Beaucoup de jeunes garçons, en grandissant, trouvent très difficile d'assumer pleinement le genre masculin, ils ne savent pas ce que cela signifie vraiment, ni comment y parvenir. Beaucoup de jeunes filles se sentent aussi l'obligation culturelle de devenir des femmes sans savoir précisément de quoi il s'agit. Pour tous, l'idée prévaut que le genre - masculin ou féminin - est «quelque chose» auquel il est nécessaire d'accéder en maîtrisant des savoirs, des rituels, des comportements, une manière de parler, un mode de relation avec les autres… Cette quête est source d'anxiété : on a peur de ne pas atteindre ce but ou d'adopter des conduites appartenant à l'autre genre qui provoqueraient alors une exclusion de sa famille […]
---Nous apprenons à jouer un rôle, en somme ?

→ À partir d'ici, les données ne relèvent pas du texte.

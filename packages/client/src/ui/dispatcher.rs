//! Command dispatcher: owns the session and routes parsed commands to use cases.

use std::sync::Arc;

use buddyline_shared::{nonce::NonceSource, time::Clock};

use crate::{
    domain::{ChatGateway, Session},
    usecase::{ListOnlineUseCase, LoginUseCase, SendMessageUseCase, SetTypingUseCase},
};

use super::{
    command::Command, error::ClientError, formatter::ReplyFormatter, prompt::CredentialPrompt,
};

/// What the loop should do after a command
#[derive(Debug, Clone, PartialEq, Eq)]
pub enum Flow {
    /// Print the text (if any) and read the next line
    Continue(String),
    /// Leave the loop
    Exit,
}

/// Interactive command dispatcher
///
/// Holds the only `Session` of the process. Authenticated commands check it
/// before calling a use case, so an empty session never reaches the network.
pub struct Dispatcher {
    session: Session,
    login: LoginUseCase,
    list_online: ListOnlineUseCase,
    set_typing: SetTypingUseCase,
    send_message: SendMessageUseCase,
    prompt: Box<dyn CredentialPrompt>,
}

impl Dispatcher {
    pub fn new(
        gateway: Arc<dyn ChatGateway>,
        clock: Arc<dyn Clock>,
        nonce_source: Arc<dyn NonceSource>,
        prompt: Box<dyn CredentialPrompt>,
    ) -> Self {
        Self {
            session: Session::new(),
            login: LoginUseCase::new(gateway.clone()),
            list_online: ListOnlineUseCase::new(gateway.clone()),
            set_typing: SetTypingUseCase::new(gateway.clone()),
            send_message: SendMessageUseCase::new(gateway, clock, nonce_source),
            prompt,
        }
    }

    pub fn session(&self) -> &Session {
        &self.session
    }

    /// Parse and run one input line.
    ///
    /// Malformed lines are reported in the returned text; only fatal errors
    /// come back as `Err`.
    pub async fn dispatch_line(&mut self, line: &str) -> Result<Flow, ClientError> {
        match Command::parse(line) {
            Ok(Some(command)) => self.dispatch(command).await,
            Ok(None) => Ok(Flow::Continue(String::new())),
            Err(e) => Ok(Flow::Continue(ReplyFormatter::format_command_error(&e))),
        }
    }

    /// Run a parsed command
    pub async fn dispatch(&mut self, command: Command) -> Result<Flow, ClientError> {
        let reply = match command {
            Command::Login { email, password } => self.run_login(email, password).await?,
            Command::Exit => return Ok(Flow::Exit),
            Command::Help => ReplyFormatter::format_help(),
            _ if !self.session.is_logged_in() => ReplyFormatter::format_not_logged_in(),
            Command::ListOnline => {
                let buddies = self.list_online.execute(&self.session).await?;
                ReplyFormatter::format_online_buddies(&buddies)
            }
            Command::Typing { target, typing } => {
                let response = self.set_typing.execute(&self.session, target, typing).await?;
                ReplyFormatter::format_json_response(&response)
            }
            Command::Send { target, body } => {
                let receipt = self
                    .send_message
                    .execute(&self.session, target, body)
                    .await?;
                ReplyFormatter::format_sent(&receipt)
            }
        };

        Ok(Flow::Continue(reply))
    }

    async fn run_login(
        &mut self,
        email: Option<String>,
        password: Option<String>,
    ) -> Result<String, ClientError> {
        let email = match email {
            Some(email) => email,
            None => self.prompt.ask_email()?,
        };
        let password = match password {
            Some(password) => password,
            None => self.prompt.ask_password()?,
        };

        let outcome = self
            .login
            .execute(&mut self.session, &email, &password)
            .await?;
        Ok(ReplyFormatter::format_login_outcome(&outcome))
    }
}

Parlons d'une mise en représentation plutôt que d'un rôle. Car nous ne sommes pas des acteurs volontaires dans cette histoire, nous n'avons pas vraiment la liberté de jouer ou non un personnage. Nous sommes obligés de nous conformer à la norme, masculine ou féminine, pour obtenir une identité reconnue par les autres, pour agir, pour penser, bref pour faire partie des humains. Ensuite, il nous reste une marge de manœuvre, une capacité d'agir dans le cadre de cette contrainte, en incarnant les caractéristiques de la norme ou en jouant avec elles. Mais cette norme varie selon l'histoire et les cultures. Un des buts de Trouble dans le genre est justement de se demander comment nous pourrions reformuler chaque genre, donner à «masculin» un sens que ce terme n'avait jamais eu auparavant, ou inclure dans «féminin» des éléments qui lui étaient étrangers. […] Je crois […] à une juxtaposition du féminin et du masculin dans différentes combinaisons qui ne permettent pas de dire d'un individu s'il est «masculin» ou «féminin». Par exemple, on peut trouver des hommes très virils, «militaires» dans leurs manières, qui sont néanmoins gays, passifs sexuellement, et développent toutes sortes de goûts qui ne font pas partie de la norme masculine. […]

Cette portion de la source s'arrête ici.